> [EXERCISE AIM]
Reproduce every record exactly.

[Extracted data entries]
———

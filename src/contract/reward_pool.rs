//! Convex-style base reward pool binding

use std::sync::Arc;

use alloy::primitives::{Address, U256};
use alloy_dyn_abi::DynSolValue;

use crate::abi::{ContractDescriptor, FunctionSpec, Mutability};
use crate::connection::Connection;
use crate::contract::{BoundCall, BoundContract};
use crate::error::Result;

/// Typed handle for a Convex-style base reward pool
#[derive(Clone)]
pub struct BaseRewardPool {
    contract: BoundContract,
}

impl BaseRewardPool {
    /// The reward pool's fixed function surface
    pub fn descriptor() -> ContractDescriptor {
        ContractDescriptor::new("BaseRewardPool")
            .with_function(FunctionSpec::new(
                "earned",
                &[("account", "address")],
                &[("", "uint256")],
                Mutability::View,
            ))
            .with_function(FunctionSpec::new(
                "getReward",
                &[],
                &[("", "bool")],
                Mutability::Mutating,
            ))
            .with_function(FunctionSpec::new(
                "withdrawAndUnwrap",
                &[("amount", "uint256"), ("claim", "bool")],
                &[("", "bool")],
                Mutability::Mutating,
            ))
    }

    /// Bind the reward pool at `address` over `connection`
    pub fn new(address: Address, connection: Arc<dyn Connection>) -> Self {
        Self {
            contract: BoundContract::new(Arc::new(Self::descriptor()), address, connection),
        }
    }

    /// The underlying bound contract
    pub fn contract(&self) -> &BoundContract {
        &self.contract
    }

    /// Reward amount accrued to `account`
    pub fn earned(&self, account: Address) -> Result<BoundCall<U256>> {
        self.contract
            .method("earned", &[DynSolValue::Address(account)])
    }

    /// Claim all accrued rewards for the sender
    pub fn get_reward(&self) -> Result<BoundCall<bool>> {
        self.contract.method("getReward", &[])
    }

    /// Withdraw `amount` of staked tokens, unwrapping to the underlying;
    /// claims pending rewards as well when `claim` is set
    pub fn withdraw_and_unwrap(&self, amount: U256, claim: bool) -> Result<BoundCall<bool>> {
        self.contract.method(
            "withdrawAndUnwrap",
            &[DynSolValue::Uint(amount, 256), DynSolValue::Bool(claim)],
        )
    }
}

———

> [EXERCISE OUTPUT]
filename src/contract/reward_pool.rs
//! Convex-style base reward pool binding

use std::sync::Arc;

use alloy::primitives::{Address, U256};
use alloy_dyn_abi::DynSolValue;

use crate::abi::{ContractDescriptor, FunctionSpec, Mutability};
use crate::connection::Connection;
use crate::contract::{BoundCall, BoundContract};
use crate::error::Result;

/// Typed handle for a Convex-style base reward pool
#[derive(Clone)]
pub struct BaseRewardPool {
    contract: BoundContract,
}

impl BaseRewardPool {
    /// The reward pool's fixed function surface
    pub fn descriptor() -> ContractDescriptor {
        ContractDescriptor::new("BaseRewardPool")
            .with_function(FunctionSpec::new(
                "earned",
                &[("account", "address")],
                &[("", "uint256")],
                Mutability::View,
            ))
            .with_function(FunctionSpec::new(
                "getReward",
                &[],
                &[("", "bool")],
                Mutability::Mutating,
            ))
            .with_function(FunctionSpec::new(
                "withdrawAndUnwrap",
                &[("amount", "uint256"), ("claim", "bool")],
                &[("", "bool")],
                Mutability::Mutating,
            ))
    }

    /// Bind the reward pool at `address` over `connection`
    pub fn new(address: Address, connection: Arc<dyn Connection>) -> Self {
        Self {
            contract: BoundContract::new(Arc::new(Self::descriptor()), address, connection),
        }
    }

    /// The underlying bound contract
    pub fn contract(&self) -> &BoundContract {
        &self.contract
    }

    /// Reward amount accrued to `account`
    pub fn earned(&self, account: Address) -> Result<BoundCall<U256>> {
        self.contract
            .method("earned", &[DynSolValue::Address(account)])
    }

    /// Claim all accrued rewards for the sender
    pub fn get_reward(&self) -> Result<BoundCall<bool>> {
        self.contract.method("getReward", &[])
    }

    /// Withdraw `amount` of staked tokens, unwrapping to the underlying;
    /// claims pending rewards as well when `claim` is set
    pub fn withdraw_and_unwrap(&self, amount: U256, claim: bool) -> Result<BoundCall<bool>> {
        self.contract.method(
            "withdrawAndUnwrap",
            &[DynSolValue::Uint(amount, 256), DynSolValue::Bool(claim)],
        )
    }
}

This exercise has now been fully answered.